September 27, 2013

Spotlight: May Lin Le Goff

A bit like looking at the refracted patterns in a kaleidoscope.

May Lin Le Goff, native of Singapore and recent graduate of the New York School of Visual Arts, creates surreal renderings of high fashion overlaid with her own personal brand of disorder and irreverence. Her creativity is matched with the surgical precision she uses in creating her collages, which seem to channel all different facets of her identity and personality to create magnetic images of reinterpreted beauty. Go through the looking glass with May Lin Le Goff's illusory collage works of vivid photography, that dazzle with just a touch of madness.

THE LE SIGH: Can you tell me a little about your background? Where did you grow up and what has led you to your present role as an artist in New York? How has your upbringing informed your work?
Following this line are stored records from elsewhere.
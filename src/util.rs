// Utility helpers for parsing, calendar math and number formatting.
//
// CSV exports from the state board are messy (thousands separators, blank
// cells, "NA"), so everything that touches raw text lives here and the rest
// of the crate works with typed values.
use chrono::{Datelike, NaiveDate};
use num_format::{Locale, ToFormattedString};

/// Parse a string-like value into `f64`, forgiving of CSV formatting noise.
///
/// - Trims whitespace.
/// - Rejects values that contain alphabetic characters ("NA", "n/a").
/// - Strips thousands separators and a trailing `%`.
/// - Returns `None` for anything that cannot be safely parsed.
pub fn parse_f64_safe(s: Option<&str>) -> Option<f64> {
    let s = s?.trim();
    if s.is_empty() {
        return None;
    }
    if s.chars().any(|c| c.is_ascii_alphabetic()) {
        return None;
    }
    let s = s.replace(',', "");
    s.trim_end_matches('%').parse::<f64>().ok()
}

pub fn parse_u64_safe(s: Option<&str>) -> Option<u64> {
    // Population counts sometimes arrive as "12,345.0".
    let v = parse_f64_safe(s)?;
    if v < 0.0 || !v.is_finite() {
        return None;
    }
    Some(v.trunc() as u64)
}

pub fn parse_date_safe(s: Option<&str>) -> Option<NaiveDate> {
    let s = s?.trim();
    if s.is_empty() {
        return None;
    }
    NaiveDate::parse_from_str(s, "%Y-%m-%d")
        .or_else(|_| NaiveDate::parse_from_str(s, "%m/%d/%Y"))
        .ok()
}

pub fn parse_bool_safe(s: Option<&str>) -> Option<bool> {
    match s?.trim().to_ascii_lowercase().as_str() {
        "true" | "t" | "yes" | "y" | "1" => Some(true),
        "false" | "f" | "no" | "n" | "0" => Some(false),
        _ => None,
    }
}

/// Number of days in the calendar month containing `date`.
pub fn days_in_month(date: NaiveDate) -> u32 {
    let (year, month) = (date.year(), date.month());
    let next = if month == 12 {
        NaiveDate::from_ymd_opt(year + 1, 1, 1)
    } else {
        NaiveDate::from_ymd_opt(year, month + 1, 1)
    };
    let first = NaiveDate::from_ymd_opt(year, month, 1);
    match (first, next) {
        (Some(first), Some(next)) => (next - first).num_days() as u32,
        // Only reachable at the edge of chrono's supported range.
        _ => 31,
    }
}

/// Round half away from zero to `decimals` places.
pub fn round_to(n: f64, decimals: i32) -> f64 {
    let factor = 10f64.powi(decimals);
    (n * factor).round() / factor
}

/// Signed percent change from `old` to `new`; negative means usage fell.
///
/// Returns `None` when `old` is zero.
pub fn percentage_change(old: f64, new: f64) -> Option<f64> {
    if old == 0.0 {
        return None;
    }
    Some(((new - old) / old) * 100.0)
}

pub fn format_number(n: f64, decimals: usize) -> String {
    // Fixed decimal places plus `1,234,567.89` style grouping.
    let s = format!("{:.*}", decimals, n.abs());
    // No sign when the value rounds to zero.
    let neg = n.is_sign_negative() && s.chars().any(|c| c.is_ascii_digit() && c != '0');
    let mut parts = s.split('.');
    let int_part = parts.next().unwrap_or("0");
    let frac_part = parts.next();
    let int_val: i64 = int_part.parse().unwrap_or(0);
    let mut res = int_val.to_formatted_string(&Locale::en);
    if let Some(frac) = frac_part {
        if decimals > 0 {
            res.push('.');
            res.push_str(frac);
        }
    }
    if neg {
        format!("-{}", res)
    } else {
        res
    }
}

pub fn format_int<T>(n: T) -> String
where
    T: ToFormattedString,
{
    n.to_formatted_string(&Locale::en)
}

#[cfg(test)]
mod tests {
    use super::*;

    #[test]
    fn parses_noisy_numbers() {
        assert_eq!(parse_f64_safe(Some(" 1,234.5 ")), Some(1234.5));
        assert_eq!(parse_f64_safe(Some("NA")), None);
        assert_eq!(parse_f64_safe(Some("")), None);
        assert_eq!(parse_f64_safe(None), None);
        assert_eq!(parse_u64_safe(Some("12,345.0")), Some(12345));
        assert_eq!(parse_u64_safe(Some("-3")), None);
    }

    #[test]
    fn parses_both_date_layouts() {
        let d = NaiveDate::from_ymd_opt(2015, 7, 1).unwrap();
        assert_eq!(parse_date_safe(Some("2015-07-01")), Some(d));
        assert_eq!(parse_date_safe(Some("07/01/2015")), Some(d));
        assert_eq!(parse_date_safe(Some("July 2015")), None);
    }

    #[test]
    fn counts_days_including_leap_february() {
        assert_eq!(days_in_month(NaiveDate::from_ymd_opt(2016, 2, 1).unwrap()), 29);
        assert_eq!(days_in_month(NaiveDate::from_ymd_opt(2015, 2, 1).unwrap()), 28);
        assert_eq!(days_in_month(NaiveDate::from_ymd_opt(2015, 12, 1).unwrap()), 31);
        assert_eq!(days_in_month(NaiveDate::from_ymd_opt(2015, 6, 1).unwrap()), 30);
    }

    #[test]
    fn percentage_change_is_signed() {
        assert_eq!(percentage_change(1000.0, 750.0), Some(-25.0));
        assert_eq!(percentage_change(1000.0, 1100.0), Some(10.0));
        assert_eq!(percentage_change(0.0, 10.0), None);
    }

    #[test]
    fn formats_with_grouping() {
        assert_eq!(format_number(1234567.891, 2), "1,234,567.89");
        assert_eq!(format_number(-25.0, 1), "-25.0");
        assert_eq!(format_number(0.0, 0), "0");
        assert_eq!(format_number(-0.04, 1), "0.0");
        assert_eq!(format_number(-0.05, 0), "0");
        assert_eq!(format_number(-0.06, 1), "-0.1");
        assert_eq!(format_int(9855u64), "9,855");
    }
}
use chrono::NaiveDate;
use thiserror::Error;

/// Failures raised by the aggregation layer.
///
/// A missing baseline is deliberately absent from this list: cumulative
/// savings for such a supplier is reported as "no data", not as an error.
#[derive(Error, Debug, Clone, PartialEq)]
pub enum ReportError {
    #[error("no records available to compute {context}")]
    EmptyInput { context: &'static str },

    #[error("cannot position {value} inside a range whose min equals its max")]
    DegenerateRange { value: f64 },

    #[error("total population served is zero for {month}")]
    ZeroPopulation { month: NaiveDate },

    #[error("{supplier} has no production figure for {month}")]
    MissingProduction { supplier: String, month: NaiveDate },
}

pub type Result<T> = std::result::Result<T, ReportError>;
May Lin Le Goff: My art is the product of an array of Western influences transformed by Asian lenses. It's also a reflection of my life and upbringing. The daughter of a Chinese mother and a French father, raised in Singapore and in French Brittany and now living in New York, I've been able to take the best of my varied heritage to offer a new artistic expression. The influence of my European parenthood with Matisse and Höch is obvious. The American Pop Art influence of Roy Lichtenstein and Andy Warhol is also strong. But the interest of my art lies in the Asian interpretation of these Western influences. My photographs also display the precision of Chinese Calligraphy and the animation of Japanese Manga.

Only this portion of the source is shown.